*** Opening of DATA FOR PROCESSING ***

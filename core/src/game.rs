pub const PUZZLE_SEED: u32 = 0x5EED_2520;

pub const ROTATION_STEP_DEG: f32 = 90.0;

pub const SALT_AREA: u32 = 0xA5EA_0000;
pub const SALT_POS_X: u32 = 0x0000_1000;
pub const SALT_POS_Y: u32 = 0x0000_2000;
pub const SALT_POS_Z: u32 = 0x0000_3000;
pub const SALT_ROTATION: u32 = 0xC001_0000;
pub const SALT_SWAP: u32 = 0xC0DE_0000;

pub fn splitmix32(mut value: u32) -> u32 {
    value = value.wrapping_add(0x9E37_79B9);
    let mut z = value;
    z = (z ^ (z >> 16)).wrapping_mul(0x85EB_CA6B);
    z = (z ^ (z >> 13)).wrapping_mul(0xC2B2_AE35);
    z ^ (z >> 16)
}

/// Uniform value in `[0, 1)` derived from `seed` and `salt`.
pub fn rand_unit(seed: u32, salt: u32) -> f32 {
    let mixed = splitmix32(seed ^ splitmix32(salt));
    let top = mixed >> 8;
    top as f32 / ((1u32 << 24) as f32)
}

pub fn rand_range(seed: u32, salt: u32, min: f32, max: f32) -> f32 {
    if max <= min {
        return min;
    }
    let value = min + (max - min) * rand_unit(seed, salt);
    // f32 rounding can land exactly on max for wide ranges
    value.min(max)
}

pub fn rand_index(seed: u32, salt: u32, len: usize) -> usize {
    if len == 0 {
        return 0;
    }
    ((rand_unit(seed, salt) * len as f32) as usize).min(len - 1)
}

pub fn scramble_seed(base: u32, nonce: u32, total: usize) -> u32 {
    base ^ nonce.wrapping_mul(0x9E37_79B9) ^ (total as u32).rotate_left(16) ^ 0x5CA7_7EED
}

/// FNV-1a over the puzzle name so each puzzle scrambles differently.
pub fn name_seed(name: &str) -> u32 {
    name.bytes()
        .fold(0x811C_9DC5u32, |hash, byte| (hash ^ byte as u32).wrapping_mul(0x0100_0193))
}

pub fn normalize_angle(mut angle: f32) -> f32 {
    angle %= 360.0;
    if angle < 0.0 {
        angle += 360.0;
    }
    if angle >= 360.0 {
        angle -= 360.0;
    }
    angle
}

pub fn angle_delta(target: f32, current: f32) -> f32 {
    let mut diff = normalize_angle(target - current);
    if diff > 180.0 {
        diff -= 360.0;
    }
    diff
}

pub fn angle_matches(a: f32, b: f32, tolerance: f32) -> bool {
    angle_delta(a, b).abs() <= tolerance
}

pub fn rotate_vec(x: f32, y: f32, angle_deg: f32) -> (f32, f32) {
    let theta = angle_deg.to_radians();
    let (sin, cos) = theta.sin_cos();
    (x * cos - y * sin, x * sin + y * cos)
}

pub fn distance_2d(a: [f32; 3], b: [f32; 3]) -> f32 {
    let dx = a[0] - b[0];
    let dy = a[1] - b[1];
    (dx * dx + dy * dy).sqrt()
}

*** Close of DATA FOR PROCESSING ***

→ EXERCISE INSTRUCTIONS
Please return the lines above that run from the line containing "pub fn normalize_angle(mut" to the line containing "if diff > 180.0", inclusive, exactly and with no other lines.

→ OUTPUT FOR THIS TASK
pub fn normalize_angle(mut angle: f32) -> f32 {
    angle %= 360.0;
    if angle < 0.0 {
        angle += 360.0;
    }
    if angle >= 360.0 {
        angle -= 360.0;
    }
    angle
}

pub fn angle_delta(target: f32, current: f32) -> f32 {
    let mut diff = normalize_angle(target - current);
    if diff > 180.0 {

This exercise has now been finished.